*WHAT IS REQUIRED*
Return each line of the entries that holds the string "struct".

*MATERIAL PROVIDED*
//! TOML configuration for controller layout and styling.

use serde::Deserialize;
use std::path::{Path, PathBuf};

use log::{info, warn};

#[derive(Debug, Clone, Default, Deserialize)]
pub struct ControllerConfig {
    #[serde(default)]
    pub layout: LayoutConfig,
    #[serde(default)]
    pub style: StyleConfig,
}

/// Proportions and spacings of the horizontal controller row.
#[derive(Debug, Clone, PartialEq, Deserialize)]
pub struct LayoutConfig {
    /// D-pad width as a fraction of the overlay width.
    #[serde(default = "default_dpad_fraction")]
    pub dpad_fraction: f32,
    /// Select/Start column width as a fraction of the overlay width.
    #[serde(default = "default_meta_fraction")]
    pub meta_fraction: f32,
    /// Action button panel width as a fraction of the overlay width.
    #[serde(default = "default_action_fraction")]
    pub action_fraction: f32,
    #[serde(default = "default_spacing")]
    pub spacing: f32,
    #[serde(default = "default_dpad_padding")]
    pub dpad_padding: f32,
    /// How far the D-pad touch grid reaches past the drawn D-pad.
    #[serde(default = "default_touch_overhang")]
    pub touch_overhang: f32,
    #[serde(default = "default_meta_spacing")]
    pub meta_spacing: f32,
    /// Width / height of the Select and Start capsules.
    #[serde(default = "default_meta_aspect")]
    pub meta_aspect: f32,
    #[serde(default = "default_action_spacing")]
    pub action_spacing: f32,
    /// D-pad outline stroke width.
    #[serde(default = "default_line_width")]
    pub line_width: f32,
}

impl Default for LayoutConfig {
    fn default() -> Self {
        LayoutConfig {
            dpad_fraction: default_dpad_fraction(),
            meta_fraction: default_meta_fraction(),
            action_fraction: default_action_fraction(),
            spacing: default_spacing(),
            dpad_padding: default_dpad_padding(),
            touch_overhang: default_touch_overhang(),
            meta_spacing: default_meta_spacing(),
            meta_aspect: default_meta_aspect(),
            action_spacing: default_action_spacing(),
            line_width: default_line_width(),
        }
    }
}

/// Colors as `RRGGBB` or `RRGGBBAA` hex strings.
#[derive(Debug, Clone, PartialEq, Deserialize)]
pub struct StyleConfig {
    #[serde(default = "default_background")]
    pub background: String,
    #[serde(default = "default_dpad_fill")]
    pub dpad_fill: String,
    #[serde(default = "default_outline")]
    pub dpad_stroke: String,
    #[serde(default = "default_meta_fill")]
    pub meta_fill: String,
    #[serde(default = "default_outline")]
    pub meta_stroke: String,
    #[serde(default = "default_action_fill")]
    pub action_fill: String,
    #[serde(default = "default_outline")]
    pub action_stroke: String,
    #[serde(default = "default_label")]
    pub label: String,
    #[serde(default = "default_pressed")]
    pub pressed: String,
    /// Font for button labels. Labels are skipped without one.
    pub font: Option<PathBuf>,
}

impl Default for StyleConfig {
    fn default() -> Self {
        StyleConfig {
            background: default_background(),
            dpad_fill: default_dpad_fill(),
            dpad_stroke: default_outline(),
            meta_fill: default_meta_fill(),
            meta_stroke: default_outline(),
            action_fill: default_action_fill(),
            action_stroke: default_outline(),
            label: default_label(),
            pressed: default_pressed(),
            font: None,
        }
    }
}

impl ControllerConfig {
    pub fn load(path: &Path) -> Result<Self, String> {
        let content = std::fs::read_to_string(path).map_err(|e| format!("read {}: {e}", path.display()))?;
        Self::parse(&content).map_err(|e| format!("parse {}: {e}", path.display()))
    }

    pub fn parse(content: &str) -> Result<Self, String> {
        toml::from_str(content).map_err(|e| e.to_string())
    }

    /// Candidate config paths, most specific first:
    /// 1. $ONSCREEN_CONTROLLER_CONFIG env var
    /// 2. ./controller.toml
    pub fn candidates() -> Vec<PathBuf> {
        vec![
            std::env::var("ONSCREEN_CONTROLLER_CONFIG").ok().map(PathBuf::from),
            Some(PathBuf::from("controller.toml")),
        ]
        .into_iter()
        .flatten()
        .collect()
    }

    /// First existing candidate that parses, else built-in defaults.
    /// Also returns the path it came from.
    pub fn find_and_load() -> (Self, Option<PathBuf>) {
        for path in Self::candidates() {
            if path.exists() {
                match Self::load(&path) {
                    Ok(config) => {
                        info!("Loaded controller config from {}", path.display());
                        return (config, Some(path));
                    }
                    Err(e) => warn!("Failed to load {}: {e}", path.display()),
                }
            }
        }

        info!("Using built-in default controller config");
        (Self::default(), None)
    }
}

fn default_dpad_fraction() -> f32 { 0.3 }
fn default_meta_fraction() -> f32 { 0.15 }
fn default_action_fraction() -> f32 { 0.35 }
fn default_spacing() -> f32 { 5.0 }
fn default_dpad_padding() -> f32 { 10.0 }
fn default_touch_overhang() -> f32 { 10.0 }
fn default_meta_spacing() -> f32 { 20.0 }
fn default_meta_aspect() -> f32 { 3.0 }
fn default_action_spacing() -> f32 { 8.0 }
fn default_line_width() -> f32 { 12.0 }

fn default_background() -> String { "00000000".into() }
fn default_dpad_fill() -> String { "8E8E93FF".into() }
fn default_outline() -> String { "000000FF".into() }
fn default_meta_fill() -> String { "8E8E93FF".into() }
fn default_action_fill() -> String { "007AFFFF".into() }
fn default_label() -> String { "000000CC".into() }
fn default_pressed() -> String { "FFFFFF66".into() }

#[cfg(test)]
mod tests {
    use super::*;

    #[test]
    fn parse_full_toml() {
        let toml_str = r#"
[layout]
dpad_fraction = 0.25
meta_fraction = 0.2
action_fraction = 0.3
line_width = 16.0

[style]
dpad_fill = "444444"
action_fill = "E94560FF"
font = "/tmp/font.ttf"
"#;
        let config = ControllerConfig::parse(toml_str).unwrap();
        assert_eq!(config.layout.dpad_fraction, 0.25);
        assert_eq!(config.layout.line_width, 16.0);
        assert_eq!(config.layout.spacing, 5.0);
        assert_eq!(config.style.dpad_fill, "444444");
        assert_eq!(config.style.meta_fill, "8E8E93FF");
        assert_eq!(config.style.font.as_deref(), Some(Path::new("/tmp/font.ttf")));
    }

    #[test]
    fn empty_toml_is_all_defaults() {
        let config = ControllerConfig::parse("").unwrap();
        assert_eq!(config.layout, LayoutConfig::default());
        assert_eq!(config.style, StyleConfig::default());
    }

    #[test]
    fn default_proportions() {
        let layout = LayoutConfig::default();
        assert_eq!(layout.dpad_fraction, 0.3);
        assert_eq!(layout.meta_fraction, 0.15);
        assert_eq!(layout.action_fraction, 0.35);
        assert_eq!(layout.touch_overhang, 10.0);
    }

    #[test]
    fn bad_type_is_an_error() {
        let err = ControllerConfig::parse("[layout]\ndpad_fraction = \"wide\"\n").unwrap_err();
        assert!(!err.is_empty());
    }

    #[test]
    fn missing_file_reports_path() {
        let err = ControllerConfig::load(Path::new("/nonexistent/controller.toml")).unwrap_err();
        assert!(err.contains("/nonexistent/controller.toml"));
    }
}
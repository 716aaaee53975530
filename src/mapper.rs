//! Touch points + region frames -> full button state.
//!
//! The result is always the complete state of all eight buttons. Callers
//! redeliver every state on every update instead of diffing against the
//! previous one, so a missed transition can never leave a button stuck.

use std::collections::BTreeMap;

use crate::buttons::{Button, Region};
use crate::geometry::{Point, Rect};

/// Region rectangles in touch space, at most one per region.
#[derive(Debug, Clone, Default, PartialEq)]
pub struct RegionFrames {
    frames: BTreeMap<Region, Rect>,
}

impl RegionFrames {
    pub fn new() -> Self {
        RegionFrames { frames: BTreeMap::new() }
    }

    /// Record a region's rect. A later write for the same region wins.
    pub fn insert(&mut self, region: Region, rect: Rect) {
        self.frames.insert(region, rect);
    }

    pub fn get(&self, region: Region) -> Option<&Rect> {
        self.frames.get(&region)
    }

    pub fn len(&self) -> usize {
        self.frames.len()
    }

    pub fn is_empty(&self) -> bool {
        self.frames.is_empty()
    }

    pub fn iter(&self) -> impl Iterator<Item = (Region, &Rect)> {
        self.frames.iter().map(|(r, rect)| (*r, rect))
    }

    /// First region (in `Region` order) whose rect contains `p`.
    pub fn hit_test(&self, p: Point) -> Option<Region> {
        self.frames
            .iter()
            .find(|(_, rect)| rect.contains(p))
            .map(|(region, _)| *region)
    }
}

impl FromIterator<(Region, Rect)> for RegionFrames {
    fn from_iter<I: IntoIterator<Item = (Region, Rect)>>(iter: I) -> Self {
        let mut frames = RegionFrames::new();
        for (region, rect) in iter {
            frames.insert(region, rect);
        }
        frames
    }
}

/// Pressed state of every [`Button`].
#[derive(Debug, Clone, Copy, PartialEq, Eq, Default)]
pub struct ButtonStates {
    pressed: [bool; 8],
}

impl ButtonStates {
    pub fn released() -> Self {
        ButtonStates::default()
    }

    pub fn is_pressed(&self, button: Button) -> bool {
        self.pressed[button.index()]
    }

    pub fn set(&mut self, button: Button, pressed: bool) {
        self.pressed[button.index()] = pressed;
    }

    /// Buttons that are on, in `Button::ALL` order.
    pub fn pressed(&self) -> impl Iterator<Item = Button> + '_ {
        Button::ALL.into_iter().filter(|b| self.is_pressed(*b))
    }

    /// Buttons that are off, in `Button::ALL` order.
    pub fn released_buttons(&self) -> impl Iterator<Item = Button> + '_ {
        Button::ALL.into_iter().filter(|b| !self.is_pressed(*b))
    }

    /// Every button with its state: on-set first, then off-set.
    pub fn deliveries(&self) -> impl Iterator<Item = (Button, bool)> + '_ {
        self.pressed()
            .map(|b| (b, true))
            .chain(self.released_buttons().map(|b| (b, false)))
    }
}

/// Union of the buttons of every region touched by any point.
pub fn compute_button_states(points: &[Point], frames: &RegionFrames) -> ButtonStates {
    let mut states = ButtonStates::released();
    for region in points.iter().filter_map(|p| frames.hit_test(*p)) {
        for button in region.buttons() {
            states.set(*button, true);
        }
    }
    states
}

*RESULT OF THE TASK*
pub struct ControllerConfig {
pub struct LayoutConfig {
pub struct StyleConfig {
pub struct RegionFrames {
pub struct ButtonStates {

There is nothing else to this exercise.